* **Task prompt**
Using the entries below, show all lines with the string "single".
--- START ---
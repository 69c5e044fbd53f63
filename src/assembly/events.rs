//! EventBuilder: message events for one conversation
//!
//! Exactly one shape is produced per build:
//! - forwarded: `m1` (the forwarder's note, internal) and `m2` (the original
//!   message, inbound, addressed to the forwarder)
//! - single message: `m1`, or nothing when there is no content

use super::config::AssemblerConfig;
use super::input::{EntryDate, ForwardedParts, SourceKind, ValidatedInput};
use crate::address::strip_forward_marker;
use crate::record::{
    Channel, Direction, EventBody, EventMeta, EventRole, MessageEvent, Participant, ParticipantId,
};
use chrono::{DateTime, FixedOffset, NaiveDate, NaiveDateTime, Utc};

/// Resolve the timestamp shared by every event of one build.
///
/// Structured timestamps are used as-is. Text is parsed as ISO-8601 (a
/// trailing `Z` means UTC; naive values are taken as UTC). Anything else
/// falls back to `now`.
pub fn resolve_timestamp(entry: Option<&EntryDate>, now: DateTime<Utc>) -> DateTime<FixedOffset> {
    match entry {
        Some(EntryDate::At(at)) => *at,
        Some(EntryDate::Text(text)) => parse_iso8601(text).unwrap_or_else(|| {
            tracing::warn!(entry_date = %text, "unparsable entry date, using current time");
            now.fixed_offset()
        }),
        None => now.fixed_offset(),
    }
}

/// Parse the ISO-8601 forms upstream extractors are known to emit
pub fn parse_iso8601(text: &str) -> Option<DateTime<FixedOffset>> {
    let text = text.trim();
    if let Ok(at) = DateTime::parse_from_rfc3339(text) {
        return Some(at);
    }
    for format in ["%Y-%m-%d %H:%M:%S%.f%:z", "%Y-%m-%dT%H:%M:%S%.f%z"] {
        if let Ok(at) = DateTime::parse_from_str(text, format) {
            return Some(at);
        }
    }
    for format in ["%Y-%m-%dT%H:%M:%S%.f", "%Y-%m-%d %H:%M:%S%.f", "%Y-%m-%dT%H:%M"] {
        if let Ok(naive) = NaiveDateTime::parse_from_str(text, format) {
            return Some(naive.and_utc().fixed_offset());
        }
    }
    NaiveDate::parse_from_str(text, "%Y-%m-%d")
        .ok()
        .and_then(|date| date.and_hms_opt(0, 0, 0))
        .map(|naive| naive.and_utc().fixed_offset())
}

/// Builds the events of one conversation with a single resolved timestamp
pub struct EventBuilder<'a> {
    config: &'a AssemblerConfig,
    source: SourceKind,
    timestamp: DateTime<FixedOffset>,
}

impl<'a> EventBuilder<'a> {
    pub fn new(
        config: &'a AssemblerConfig,
        source: SourceKind,
        timestamp: DateTime<FixedOffset>,
    ) -> Self {
        Self {
            config,
            source,
            timestamp,
        }
    }

    pub fn channel(&self) -> Channel {
        self.source.channel()
    }

    /// Build the events for `input`, given participants in registry order.
    pub fn build(&self, input: &ValidatedInput, participants: &[Participant]) -> Vec<MessageEvent> {
        let Some(sender) = participants.first() else {
            tracing::warn!("no participants, emitting no events");
            return Vec::new();
        };

        match &input.forward {
            Some(parts) => self.forwarded(&input.subject, parts, participants),
            None => self
                .single(input, &sender.id, participants)
                .into_iter()
                .collect(),
        }
    }

    fn forwarded(
        &self,
        subject: &str,
        parts: &ForwardedParts,
        participants: &[Participant],
    ) -> Vec<MessageEvent> {
        let forwarder = participants[0].id.clone();
        let original_sender = participants
            .get(1)
            .map(|p| p.id.clone())
            .unwrap_or_else(|| forwarder.clone());

        let note = self.event(
            "m1",
            Direction::Internal,
            forwarder.clone(),
            Vec::new(),
            subject.to_string(),
            &parts.note,
            Some(EventMeta {
                role: Some(EventRole::Instruction),
                ..Default::default()
            }),
        );

        let original = self.event(
            "m2",
            Direction::Inbound,
            original_sender,
            vec![forwarder],
            strip_forward_marker(subject).to_string(),
            &parts.original,
            Some(EventMeta {
                role: Some(EventRole::Content),
                forwarded: Some(true),
                ..Default::default()
            }),
        );

        vec![note, original]
    }

    fn single(
        &self,
        input: &ValidatedInput,
        sender: &ParticipantId,
        participants: &[Participant],
    ) -> Option<MessageEvent> {
        if input.content.is_empty() {
            return None;
        }

        let recipients = participants
            .iter()
            .filter(|p| &p.id != sender)
            .take(self.config.recipient_cap)
            .map(|p| p.id.clone())
            .collect();

        let meta = input
            .duration_minutes
            .filter(|_| self.source.is_timed())
            .map(|minutes| EventMeta {
                duration_seconds: Some(u64::from(minutes) * 60),
                ..Default::default()
            });

        Some(self.event(
            "m1",
            Direction::Inbound,
            sender.clone(),
            recipients,
            input.subject.clone(),
            &input.content,
            meta,
        ))
    }

    #[allow(clippy::too_many_arguments)]
    fn event(
        &self,
        id: &str,
        direction: Direction,
        from: ParticipantId,
        to: Vec<ParticipantId>,
        subject: String,
        text: &str,
        meta: Option<EventMeta>,
    ) -> MessageEvent {
        MessageEvent {
            id: id.to_string(),
            kind: "message".to_string(),
            channel: self.channel(),
            direction,
            timestamp: self.timestamp,
            from,
            to,
            subject,
            body: EventBody {
                content_type: self.config.body_content_type.clone(),
                text: text.to_string(),
            },
            meta,
        }
    }
}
--- END ---
* **Answer to the exercise**
//! - single message: `m1`, or nothing when there is no content
/// Builds the events of one conversation with a single resolved timestamp
                .single(input, &sender.id, participants)
    fn single(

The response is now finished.